About this team
The incidences of sepsis and septic shock, which may develop as severe manifestations of bacteraemia, has increased significantly over the last two decades and continue to be a major cause of morbidity and mortality worldwide. IL-1β is one of the major cytokines produced during sepsis but despite this proinflammatory involvement, the innate immune system in septic patients is suppressed and unable to clear pathogens. The excessive cytokine levels seem rather to stage for tissue injury and organ failure than protection, and high levels of IL-1β correlates with severity and mortality. Caspase-1 (and/or caspase-11) has been suggested as guardians against severe infections and sepsis. Despite the knowledge that much of the damage inflicted in the septic host is attributable to the host’s own response to microbial virulence factors, data regarding the host innate immune response towards bacteria, as well as the molecular mechanisms linking caspase-1 activation to development of severe inflammation and sepsis, is currently lacking.
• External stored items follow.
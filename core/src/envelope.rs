//! The `{code, data, msg}` wrapper every backend response uses.

use serde::de::DeserializeOwned;
use serde::{Deserialize, Serialize};
use serde_json::Value;

use crate::error::ApiError;
use crate::http::HttpResponse;

/// The only envelope code the client treats as success.
pub const SUCCESS_CODE: i64 = 200;

/// Envelope returned on success.
#[derive(Debug, Clone, PartialEq, Serialize, Deserialize)]
pub struct Envelope<T> {
    pub code: i64,
    pub data: T,
    #[serde(default, skip_serializing_if = "Option::is_none")]
    pub msg: Option<String>,
}

/// Untyped view used before `data` is checked, so a rejection never fails
/// on a `data` shape mismatch.
#[derive(Debug, Deserialize)]
struct RawEnvelope {
    code: i64,
    #[serde(default)]
    data: Value,
    #[serde(default)]
    msg: Option<String>,
}

/// Unwrap a response into its envelope.
///
/// - parseable envelope, `code == 200`: `Ok(envelope)` unchanged
/// - parseable envelope, any other code: `ApiError::Application`
/// - no envelope, non-2xx status: `ApiError::Transport`
/// - no envelope (or mismatched `data`) on 2xx: `ApiError::Decode`
pub fn unwrap_envelope<T: DeserializeOwned>(response: &HttpResponse) -> Result<Envelope<T>, ApiError> {
    let raw: RawEnvelope = match serde_json::from_str(&response.body) {
        Ok(raw) => raw,
        Err(e) if response.is_success() => return Err(ApiError::Decode(e.to_string())),
        Err(_) => {
            return Err(ApiError::transport(format!(
                "HTTP {} without a response envelope",
                response.status
            )))
        }
    };

    if raw.code != SUCCESS_CODE {
        return Err(ApiError::application(raw.code, raw.msg));
    }

    let data = serde_json::from_value(raw.data).map_err(|e| ApiError::Decode(e.to_string()))?;
    Ok(Envelope {
        code: raw.code,
        data,
        msg: raw.msg,
    })
}

#[cfg(test)]
mod tests {
    use serde_json::json;

    use super::*;
    use crate::error::FALLBACK_MESSAGE;

    fn response(status: u16, body: &str) -> HttpResponse {
        HttpResponse {
            status,
            headers: Vec::new(),
            body: body.to_string(),
        }
    }

    #[test]
    fn success_returns_data_unmodified() {
        let body = json!({"code": 200, "data": {"servers": [{"name": "main", "players": ["a"]}]}});
        let env: Envelope<Value> = unwrap_envelope(&response(200, &body.to_string())).unwrap();
        assert_eq!(env.code, 200);
        assert_eq!(env.data, body["data"]);
        assert!(env.msg.is_none());
    }

    #[test]
    fn success_keeps_msg() {
        let env: Envelope<Value> =
            unwrap_envelope(&response(200, r#"{"code":200,"data":null,"msg":"ok"}"#)).unwrap();
        assert_eq!(env.msg.as_deref(), Some("ok"));
    }

    #[test]
    fn missing_data_reads_as_null() {
        let env: Envelope<Option<u32>> = unwrap_envelope(&response(200, r#"{"code":200,"msg":"done"}"#)).unwrap();
        assert_eq!(env.data, None);
    }

    #[test]
    fn rejection_carries_msg_and_discards_data() {
        let err = unwrap_envelope::<Value>(&response(200, r#"{"code":400,"data":{"x":1},"msg":"bad code"}"#))
            .unwrap_err();
        match err {
            ApiError::Application { code, msg } => {
                assert_eq!(code, 400);
                assert_eq!(msg, "bad code");
            }
            other => panic!("unexpected {other:?}"),
        }
    }

    #[test]
    fn rejection_without_msg_uses_fallback() {
        let err = unwrap_envelope::<Value>(&response(200, r#"{"code":500}"#)).unwrap_err();
        assert_eq!(err.to_string(), FALLBACK_MESSAGE);
    }

    #[test]
    fn rejection_ignores_data_shape() {
        let err = unwrap_envelope::<Vec<String>>(&response(200, r#"{"code":401,"data":"nope","msg":"login"}"#))
            .unwrap_err();
        assert_eq!(err.code(), Some(401));
    }

    #[test]
    fn non_2xx_with_envelope_is_application_error() {
        let err = unwrap_envelope::<Value>(&response(404, r#"{"code":404,"msg":"not found"}"#)).unwrap_err();
        assert!(matches!(err, ApiError::Application { code: 404, .. }));
    }

    #[test]
    fn non_2xx_without_envelope_is_transport_error() {
        let err = unwrap_envelope::<Value>(&response(502, "<html>bad gateway</html>")).unwrap_err();
        assert!(err.is_transport());
    }

    #[test]
    fn garbage_on_2xx_is_decode_error() {
        let err = unwrap_envelope::<Value>(&response(200, "not json")).unwrap_err();
        assert!(matches!(err, ApiError::Decode(_)));
    }

    #[test]
    fn data_type_mismatch_is_decode_error() {
        let err = unwrap_envelope::<Vec<u32>>(&response(200, r#"{"code":200,"data":"text"}"#)).unwrap_err();
        assert!(matches!(err, ApiError::Decode(_)));
    }
}
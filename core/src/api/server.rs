//! Server status and online members.

use std::time::Duration;

use crate::client::{encode_segment, PortalClient};
use crate::http::{HttpMethod, HttpRequest};

/// Status aggregation polls every game server, so it gets a longer deadline.
pub const SERVER_STATUS_TIMEOUT: Duration = Duration::from_millis(20_000);

impl PortalClient {
    /// `GET /api/v1/getOnlinePlayer` → `OnlinePlayers`.
    pub fn build_get_online_players(&self) -> HttpRequest {
        self.request(HttpMethod::Get, "/api/v1/getOnlinePlayer", &[], None)
    }

    /// `GET /api/v1/getServerStatus` → `Vec<ServerDetail>`.
    pub fn build_get_server_status(&self) -> HttpRequest {
        self.request(HttpMethod::Get, "/api/v1/getServerStatus", &[], None)
            .with_timeout(SERVER_STATUS_TIMEOUT)
    }

    /// `GET /api/v1/getServerInfoByGameId/{gameId}` → `Vec<PlayerServerInfo>`.
    pub fn build_get_player_servers(&self, game_id: &str) -> HttpRequest {
        let endpoint = format!("/api/v1/getServerInfoByGameId/{}", encode_segment(game_id));
        self.request(HttpMethod::Get, &endpoint, &[], None)
    }
}

#[cfg(test)]
mod tests {
    use super::*;
    use crate::api::test_support::client;

    #[test]
    fn online_players_uses_default_deadline() {
        let req = client().build_get_online_players();
        assert_eq!(req.method, HttpMethod::Get);
        assert_eq!(req.path, "http://backend.test/api/v1/getOnlinePlayer");
        assert!(req.timeout.is_none());
    }

    #[test]
    fn server_status_overrides_deadline() {
        let req = client().build_get_server_status();
        assert_eq!(req.timeout, Some(SERVER_STATUS_TIMEOUT));
    }

    #[test]
    fn player_servers_encodes_game_id() {
        let req = client().build_get_player_servers("Steve Alex");
        assert_eq!(req.path, "http://backend.test/api/v1/getServerInfoByGameId/Steve%20Alex");
    }
}
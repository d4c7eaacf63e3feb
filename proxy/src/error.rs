use axum::{
    http::StatusCode,
    response::{IntoResponse, Response},
    Json,
};
use serde_json::json;
use thiserror::Error;
use tracing::error;

/// Body message of every forwarding failure ("proxy request failed").
pub const PROXY_FAILURE_MSG: &str = "代理请求失败";

#[derive(Error, Debug)]
pub enum ProxyError {
    #[error("upstream request failed: {0}")]
    Upstream(#[from] reqwest::Error),

    #[error("upstream returned a non-JSON body: {0}")]
    MalformedUpstream(#[from] serde_json::Error),

    #[error("could not read request body: {0}")]
    RequestBody(String),
}

/// Internal detail is logged, never sent: the browser only ever sees the
/// fixed envelope.
impl IntoResponse for ProxyError {
    fn into_response(self) -> Response {
        error!(error = %self, "proxy error");
        (
            StatusCode::INTERNAL_SERVER_ERROR,
            Json(json!({"code": 500, "msg": PROXY_FAILURE_MSG})),
        )
            .into_response()
    }
}

#[derive(Error, Debug)]
pub enum ConfigError {
    #[error("missing required environment variable {0}")]
    Missing(&'static str),

    #[error("invalid value for {key}: {reason}")]
    Invalid { key: &'static str, reason: String },
}
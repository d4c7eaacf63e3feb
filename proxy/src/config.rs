use std::{env, time::Duration};

use tracing::{info, warn};

use crate::error::ConfigError;
use crate::headers::{default_rules, parse_rules, HeaderRule};

pub const DEFAULT_PORT: u16 = 3000;
pub const DEFAULT_UPSTREAM_TIMEOUT: Duration = Duration::from_millis(30_000);

#[derive(Debug, Clone)]
pub struct ProxyConfig {
    /// Backend origin requests are forwarded to.
    pub upstream: String,
    pub port: u16,
    pub timeout: Duration,
    pub strip_headers: Vec<HeaderRule>,
}

impl ProxyConfig {
    pub fn new(upstream: impl Into<String>) -> Self {
        Self {
            upstream: upstream.into().trim_end_matches('/').to_string(),
            port: DEFAULT_PORT,
            timeout: DEFAULT_UPSTREAM_TIMEOUT,
            strip_headers: default_rules(),
        }
    }

    pub fn from_env() -> Result<Self, ConfigError> {
        Self::from_lookup(|key| env::var(key).ok())
    }

    pub fn from_lookup<F>(lookup: F) -> Result<Self, ConfigError>
    where
        F: Fn(&str) -> Option<String>,
    {
        let upstream = lookup("PROXY_UPSTREAM_URL")
            .filter(|v| !v.trim().is_empty())
            .ok_or(ConfigError::Missing("PROXY_UPSTREAM_URL"))?;
        let mut config = Self::new(upstream);

        match lookup("PROXY_PORT") {
            Some(raw) => {
                config.port = raw.trim().parse().map_err(|e: std::num::ParseIntError| ConfigError::Invalid {
                    key: "PROXY_PORT",
                    reason: e.to_string(),
                })?
            }
            None => info!("PROXY_PORT not set, using default: {DEFAULT_PORT}"),
        }

        if let Some(raw) = lookup("PROXY_TIMEOUT_MS") {
            let ms: u64 = raw.trim().parse().map_err(|e: std::num::ParseIntError| ConfigError::Invalid {
                key: "PROXY_TIMEOUT_MS",
                reason: e.to_string(),
            })?;
            if ms == 0 {
                return Err(ConfigError::Invalid {
                    key: "PROXY_TIMEOUT_MS",
                    reason: "timeout cannot be 0".into(),
                });
            }
            config.timeout = Duration::from_millis(ms);
        }

        if let Some(raw) = lookup("PROXY_STRIP_HEADERS") {
            let rules = parse_rules(&raw);
            if rules.is_empty() {
                warn!("PROXY_STRIP_HEADERS is empty, every request header will be forwarded");
            }
            config.strip_headers = rules;
        }

        Ok(config)
    }
}

#[cfg(test)]
mod tests {
    use std::collections::HashMap;

    use super::*;

    fn lookup(pairs: &[(&str, &str)]) -> impl Fn(&str) -> Option<String> {
        let map: HashMap<String, String> =
            pairs.iter().map(|(k, v)| (k.to_string(), v.to_string())).collect();
        move |key| map.get(key).cloned()
    }

    #[test]
    fn upstream_is_required() {
        assert!(matches!(
            ProxyConfig::from_lookup(lookup(&[])),
            Err(ConfigError::Missing("PROXY_UPSTREAM_URL"))
        ));
    }

    #[test]
    fn defaults() {
        let cfg = ProxyConfig::from_lookup(lookup(&[("PROXY_UPSTREAM_URL", "http://api:8080/")])).unwrap();
        assert_eq!(cfg.upstream, "http://api:8080");
        assert_eq!(cfg.port, DEFAULT_PORT);
        assert_eq!(cfg.timeout, DEFAULT_UPSTREAM_TIMEOUT);
        assert_eq!(cfg.strip_headers, default_rules());
    }

    #[test]
    fn overrides() {
        let cfg = ProxyConfig::from_lookup(lookup(&[
            ("PROXY_UPSTREAM_URL", "http://api"),
            ("PROXY_PORT", "8081"),
            ("PROXY_TIMEOUT_MS", "500"),
            ("PROXY_STRIP_HEADERS", "host*,cookie"),
        ]))
        .unwrap();
        assert_eq!(cfg.port, 8081);
        assert_eq!(cfg.timeout, Duration::from_millis(500));
        assert_eq!(cfg.strip_headers.len(), 2);
    }

    #[test]
    fn invalid_numbers() {
        for (key, raw) in [("PROXY_PORT", "http"), ("PROXY_TIMEOUT_MS", "0")] {
            let res = ProxyConfig::from_lookup(lookup(&[("PROXY_UPSTREAM_URL", "http://api"), (key, raw)]));
            assert!(matches!(res, Err(ConfigError::Invalid { .. })), "{key}");
        }
    }
}
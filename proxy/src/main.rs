use portal_proxy::ProxyConfig;
use tokio::net::TcpListener;
use tracing::{error, info};
use tracing_subscriber::{fmt, EnvFilter};

#[tokio::main]
async fn main() -> Result<(), std::io::Error> {
    fmt().with_env_filter(EnvFilter::from_default_env()).init();

    let config = ProxyConfig::from_env().map_err(|e| {
        error!("invalid proxy configuration: {e}");
        std::io::Error::other(e)
    })?;

    let addr = format!("0.0.0.0:{}", config.port);
    let listener = TcpListener::bind(&addr).await?;
    info!(upstream = %config.upstream, "proxy listening on {addr}");
    portal_proxy::run(listener, config).await
}
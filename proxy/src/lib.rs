//! Same-origin forwarding proxy for the portal API.
//!
//! # Overview
//! Browser code in production calls `/api/proxy/{*path}` on its own origin;
//! this server replays the call against the real backend and relays the
//! answer. The backend's location never reaches the browser and the backend
//! needs no CORS setup.
//!
//! # Design
//! - Method, path, query string, headers (minus hop-by-hop) and body are
//!   forwarded verbatim, so the client's `X-Sign` headers still validate.
//!   HEAD goes upstream as GET.
//! - The upstream JSON body is re-emitted with the upstream status code.
//! - Any failure becomes HTTP 500 `{"code":500,"msg":"代理请求失败"}`.
//! - No state is kept between requests beyond reqwest's connection pool.

pub mod config;
pub mod error;
pub mod headers;

use std::sync::Arc;

use axum::{
    extract::{Request, State},
    http::Method,
    response::{IntoResponse, Response},
    routing::get,
    Json, Router,
};
use serde_json::Value;
use tokio::net::TcpListener;
use tracing::debug;

pub use config::ProxyConfig;
pub use error::{ProxyError, PROXY_FAILURE_MSG};

/// Mount point; everything after it is the backend path.
pub const PROXY_PREFIX: &str = "/api/proxy/";

const MAX_BODY_BYTES: usize = 2 * 1024 * 1024;

#[derive(Clone)]
pub struct ProxyState {
    config: Arc<ProxyConfig>,
    http: reqwest::Client,
}

pub fn app(config: ProxyConfig) -> Result<Router, ProxyError> {
    let http = reqwest::Client::builder().timeout(config.timeout).build()?;
    let state = ProxyState {
        config: Arc::new(config),
        http,
    };
    Ok(Router::new()
        .route(
            "/api/proxy/{*path}",
            get(forward).post(forward).put(forward).delete(forward),
        )
        .with_state(state))
}

pub async fn run(listener: TcpListener, config: ProxyConfig) -> Result<(), std::io::Error> {
    let app = app(config).map_err(std::io::Error::other)?;
    axum::serve(listener, app)
        .with_graceful_shutdown(shutdown_signal())
        .await
}

/// `{upstream}/{path}`, plus `?{query}` only when there is a query.
pub fn target_url(upstream: &str, path: &str, query: Option<&str>) -> String {
    let upstream = upstream.trim_end_matches('/');
    match query.filter(|q| !q.is_empty()) {
        Some(q) => format!("{upstream}/{path}?{q}"),
        None => format!("{upstream}/{path}"),
    }
}

async fn forward(State(state): State<ProxyState>, request: Request) -> Result<Response, ProxyError> {
    // axum routes HEAD to the GET handler; upstream sees the GET it stands for.
    let method = if *request.method() == Method::HEAD {
        Method::GET
    } else {
        request.method().clone()
    };
    let path = request
        .uri()
        .path()
        .strip_prefix(PROXY_PREFIX)
        .unwrap_or_default()
        .to_string();
    let url = target_url(&state.config.upstream, &path, request.uri().query());
    let headers = headers::forwardable(request.headers(), &state.config.strip_headers);

    debug!(%method, %url, "forwarding request");

    let mut outbound = state.http.request(method.clone(), &url).headers(headers);
    if method != Method::GET {
        let body = axum::body::to_bytes(request.into_body(), MAX_BODY_BYTES)
            .await
            .map_err(|e| ProxyError::RequestBody(e.to_string()))?;
        if !body.is_empty() {
            outbound = outbound.body(body);
        }
    }

    let upstream = outbound.send().await?;
    let status = upstream.status();
    let bytes = upstream.bytes().await?;
    let data: Value = serde_json::from_slice(&bytes)?;

    debug!(%url, status = status.as_u16(), "relaying response");
    Ok((status, Json(data)).into_response())
}

async fn shutdown_signal() {
    let ctrl_c = async {
        if let Err(e) = tokio::signal::ctrl_c().await {
            tracing::warn!("failed to install Ctrl+C handler: {e}");
            std::future::pending::<()>().await;
        }
        tracing::info!("received Ctrl+C, shutting down");
    };

    #[cfg(unix)]
    let terminate = async {
        use tokio::signal::unix::{signal, SignalKind};
        match signal(SignalKind::terminate()) {
            Ok(mut sig) => {
                sig.recv().await;
                tracing::info!("received terminate signal, shutting down");
            }
            Err(e) => {
                tracing::warn!("failed to install terminate handler: {e}");
                std::future::pending::<()>().await;
            }
        }
    };

    #[cfg(not(unix))]
    let terminate = std::future::pending::<()>();

    tokio::select! {
        _ = ctrl_c => {},
        _ = terminate => {},
    }
}
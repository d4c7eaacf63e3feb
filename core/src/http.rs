//! HTTP transport types for the host-does-IO pattern.
//!
//! # Design
//! These types describe HTTP requests and responses as plain data. The
//! `PortalClient` builds signed `HttpRequest` values and parses
//! `HttpResponse` values without touching the network. Execution is either
//! left to the caller or handed to `transport::ApiClient`.
//!
//! `path` holds the fully resolved target (base URL + endpoint + query), so
//! a request can be replayed by any HTTP library without further joining.

use std::fmt;
use std::time::Duration;

/// HTTP method for a request.
#[derive(Debug, Clone, Copy, PartialEq, Eq)]
pub enum HttpMethod {
    Get,
    Post,
    Put,
    Delete,
}

impl HttpMethod {
    pub fn as_str(&self) -> &'static str {
        match self {
            HttpMethod::Get => "GET",
            HttpMethod::Post => "POST",
            HttpMethod::Put => "PUT",
            HttpMethod::Delete => "DELETE",
        }
    }
}

impl fmt::Display for HttpMethod {
    fn fmt(&self, f: &mut fmt::Formatter<'_>) -> fmt::Result {
        f.write_str(self.as_str())
    }
}

/// An HTTP request described as plain data.
///
/// `timeout` is a per-call override; `None` means the client default applies.
#[derive(Debug, Clone)]
pub struct HttpRequest {
    pub method: HttpMethod,
    pub path: String,
    pub headers: Vec<(String, String)>,
    pub body: Option<String>,
    pub timeout: Option<Duration>,
}

impl HttpRequest {
    /// Override the client's default deadline for this request only.
    pub fn with_timeout(mut self, timeout: Duration) -> Self {
        self.timeout = Some(timeout);
        self
    }

    /// Case-insensitive header lookup.
    pub fn header(&self, name: &str) -> Option<&str> {
        find_header(&self.headers, name)
    }
}

/// An HTTP response described as plain data.
#[derive(Debug, Clone)]
pub struct HttpResponse {
    pub status: u16,
    pub headers: Vec<(String, String)>,
    pub body: String,
}

impl HttpResponse {
    pub fn is_success(&self) -> bool {
        (200..300).contains(&self.status)
    }
}

fn find_header<'a>(headers: &'a [(String, String)], name: &str) -> Option<&'a str> {
    headers
        .iter()
        .find(|(k, _)| k.eq_ignore_ascii_case(name))
        .map(|(_, v)| v.as_str())
}
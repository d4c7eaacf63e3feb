//! Which request headers must not be echoed upstream.
//!
//! `host` and `connection` are matched as prefixes, as the portal always
//! did. The rest of the hop-by-hop set is matched exactly, plus
//! `content-length` and `accept-encoding`, which the outbound client sets
//! itself.

use axum::http::HeaderMap;

#[derive(Debug, Clone, PartialEq, Eq)]
pub enum HeaderRule {
    Prefix(String),
    Exact(String),
}

impl HeaderRule {
    /// `name*` is a prefix rule, anything else an exact name.
    pub fn parse(raw: &str) -> Option<Self> {
        let raw = raw.trim().to_ascii_lowercase();
        match raw.strip_suffix('*') {
            Some("") => None,
            Some(prefix) => Some(HeaderRule::Prefix(prefix.to_string())),
            None if raw.is_empty() => None,
            None => Some(HeaderRule::Exact(raw)),
        }
    }

    fn matches(&self, lowercase_name: &str) -> bool {
        match self {
            HeaderRule::Prefix(p) => lowercase_name.starts_with(p.as_str()),
            HeaderRule::Exact(n) => lowercase_name == n,
        }
    }
}

pub fn default_rules() -> Vec<HeaderRule> {
    let mut rules = vec![
        HeaderRule::Prefix("host".into()),
        HeaderRule::Prefix("connection".into()),
    ];
    rules.extend(
        [
            "keep-alive",
            "transfer-encoding",
            "upgrade",
            "proxy-authenticate",
            "proxy-authorization",
            "te",
            "trailer",
            "trailers",
            "content-length",
            "accept-encoding",
        ]
        .into_iter()
        .map(|n| HeaderRule::Exact(n.to_string())),
    );
    rules
}

/// Parse a comma-separated rule list; blank entries are skipped.
pub fn parse_rules(raw: &str) -> Vec<HeaderRule> {
    raw.split(',').filter_map(HeaderRule::parse).collect()
}

pub fn is_stripped(name: &str, rules: &[HeaderRule]) -> bool {
    let name = name.to_ascii_lowercase();
    rules.iter().any(|r| r.matches(&name))
}

/// Copy `incoming` minus every header a rule matches.
pub fn forwardable(incoming: &HeaderMap, rules: &[HeaderRule]) -> HeaderMap {
    let mut out = HeaderMap::with_capacity(incoming.len());
    for (name, value) in incoming {
        if !is_stripped(name.as_str(), rules) {
            out.append(name.clone(), value.clone());
        }
    }
    out
}
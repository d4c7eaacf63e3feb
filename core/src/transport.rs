//! Async execution of signed requests over reqwest.
//!
//! # Design
//! `ApiClient` pairs a `PortalClient` (request building, envelope parsing)
//! with a pooled `reqwest::Client`. Each call fails exactly once: there is
//! no retry or backoff. A `CancelToken` is threaded through every call;
//! cancelling drops the in-flight reqwest future, which aborts the
//! underlying connection attempt or read.

use std::sync::Arc;

use serde::de::DeserializeOwned;
use tokio::sync::watch;
use tracing::debug;

use crate::client::PortalClient;
use crate::config::{ClientConfig, RuntimeContext};
use crate::envelope::Envelope;
use crate::error::{ApiError, ConfigError};
use crate::http::{HttpMethod, HttpRequest, HttpResponse};

/// Cooperative cancellation shared between a caller and its requests.
///
/// Clones observe the same state; cancelling is permanent.
#[derive(Debug, Clone)]
pub struct CancelToken {
    tx: Arc<watch::Sender<bool>>,
}

impl Default for CancelToken {
    fn default() -> Self {
        Self::new()
    }
}

impl CancelToken {
    pub fn new() -> Self {
        let (tx, _rx) = watch::channel(false);
        Self { tx: Arc::new(tx) }
    }

    pub fn cancel(&self) {
        self.tx.send_replace(true);
    }

    pub fn is_cancelled(&self) -> bool {
        *self.tx.borrow()
    }

    /// Resolves once `cancel` has been called on any clone.
    pub async fn cancelled(&self) {
        let mut rx = self.tx.subscribe();
        // The sender lives in `self`, so `wait_for` cannot observe a close.
        let _ = rx.wait_for(|cancelled| *cancelled).await;
    }
}

/// Executes `PortalClient` requests.
///
/// Requests are sent from this process, so the base URL must be absolute.
/// The production-browser context resolves to the relative `/api/proxy`
/// and only suits `PortalClient` requests that a browser host executes.
#[derive(Debug, Clone)]
pub struct ApiClient {
    portal: PortalClient,
    http: reqwest::Client,
}

impl ApiClient {
    /// Fails when `config` is unsafe for `ctx` (see `ClientConfig::validate`).
    pub fn new(config: ClientConfig, ctx: RuntimeContext) -> Result<Self, ConfigError> {
        let portal = PortalClient::try_new(config, ctx)?;
        let http = reqwest::Client::builder()
            .build()
            .map_err(|e| ConfigError::HttpClient(e.to_string()))?;
        Ok(Self::with_http_client(portal, http))
    }

    pub fn with_http_client(portal: PortalClient, http: reqwest::Client) -> Self {
        Self { portal, http }
    }

    /// The request builder; use its `build_*` methods to produce requests.
    pub fn portal(&self) -> &PortalClient {
        &self.portal
    }

    /// Execute `request` and unwrap its envelope.
    pub async fn call<T: DeserializeOwned>(
        &self,
        request: HttpRequest,
        cancel: &CancelToken,
    ) -> Result<Envelope<T>, ApiError> {
        let response = self.send(request, cancel).await?;
        self.portal.parse(response)
    }

    /// Execute `request` and return the raw response, whatever its status.
    pub async fn send(&self, request: HttpRequest, cancel: &CancelToken) -> Result<HttpResponse, ApiError> {
        if cancel.is_cancelled() {
            return Err(ApiError::Cancelled);
        }

        let timeout = request.timeout.unwrap_or(self.portal.default_timeout());
        debug!(method = %request.method, url = %request.path, ?timeout, "sending request");

        let mut builder = self
            .http
            .request(to_reqwest_method(request.method), &request.path)
            .timeout(timeout);
        for (name, value) in &request.headers {
            builder = builder.header(name.as_str(), value.as_str());
        }
        if let Some(body) = request.body {
            builder = builder.body(body);
        }

        let exchange = async {
            let response = builder.send().await.map_err(map_reqwest_error)?;
            let status = response.status().as_u16();
            let headers = response
                .headers()
                .iter()
                .filter_map(|(k, v)| v.to_str().ok().map(|v| (k.as_str().to_string(), v.to_string())))
                .collect();
            let body = response.text().await.map_err(map_reqwest_error)?;
            Ok(HttpResponse { status, headers, body })
        };

        tokio::select! {
            biased;
            _ = cancel.cancelled() => {
                debug!(url = %request.path, "request cancelled");
                Err(ApiError::Cancelled)
            }
            result = exchange => result,
        }
    }
}

fn to_reqwest_method(method: HttpMethod) -> reqwest::Method {
    match method {
        HttpMethod::Get => reqwest::Method::GET,
        HttpMethod::Post => reqwest::Method::POST,
        HttpMethod::Put => reqwest::Method::PUT,
        HttpMethod::Delete => reqwest::Method::DELETE,
    }
}

fn map_reqwest_error(e: reqwest::Error) -> ApiError {
    if e.is_timeout() {
        ApiError::Timeout
    } else {
        ApiError::transport(e.to_string())
    }
}
//! In-game ID change, confirmed by a QQ verification code.

use crate::client::PortalClient;
use crate::error::ApiError;
use crate::http::{HttpMethod, HttpRequest};
use crate::types::ChangeIdRequest;

impl PortalClient {
    /// `POST /api/v1/requestChangeId`.
    pub fn build_request_change_id(&self, form: &ChangeIdRequest) -> Result<HttpRequest, ApiError> {
        self.request_json(HttpMethod::Post, "/api/v1/requestChangeId", &[], form, None)
    }

    /// `POST /api/v1/confirmChangeId?code=&qqNum=` with an empty body.
    pub fn build_confirm_change_id(&self, code: &str, qq_num: &str) -> HttpRequest {
        self.request(
            HttpMethod::Post,
            "/api/v1/confirmChangeId",
            &[("code", code), ("qqNum", qq_num)],
            None,
        )
    }
}

#[cfg(test)]
mod tests {
    use super::*;
    use crate::api::test_support::client;

    #[test]
    fn confirm_sends_params_in_query() {
        let req = client().build_confirm_change_id("123456", "10001");
        assert_eq!(req.method, HttpMethod::Post);
        assert_eq!(
            req.path,
            "http://backend.test/api/v1/confirmChangeId?code=123456&qqNum=10001"
        );
        assert!(req.body.is_none());
    }

    #[test]
    fn request_omits_missing_reason() {
        let form = ChangeIdRequest {
            old_user_name: "Steve".into(),
            new_user_name: "Alex".into(),
            qq_num: "10001".into(),
            change_reason: None,
        };
        let req = client().build_request_change_id(&form).unwrap();
        assert!(!req.body.as_deref().unwrap().contains("changeReason"));
    }
}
To be able to effectively and efficiently care for these patients, it is crucial to understand WHEN and HOW sepsis progress from hyper to hypo-inflammation.
Our research aims to understand the innate immune host response mechanisms during the disease course of sepsis caused by S. aureus, E. coli and Neisseria meningitidis. The focus is set on the role of the inflammasome and the interplay between caspase-1 and IL-1β.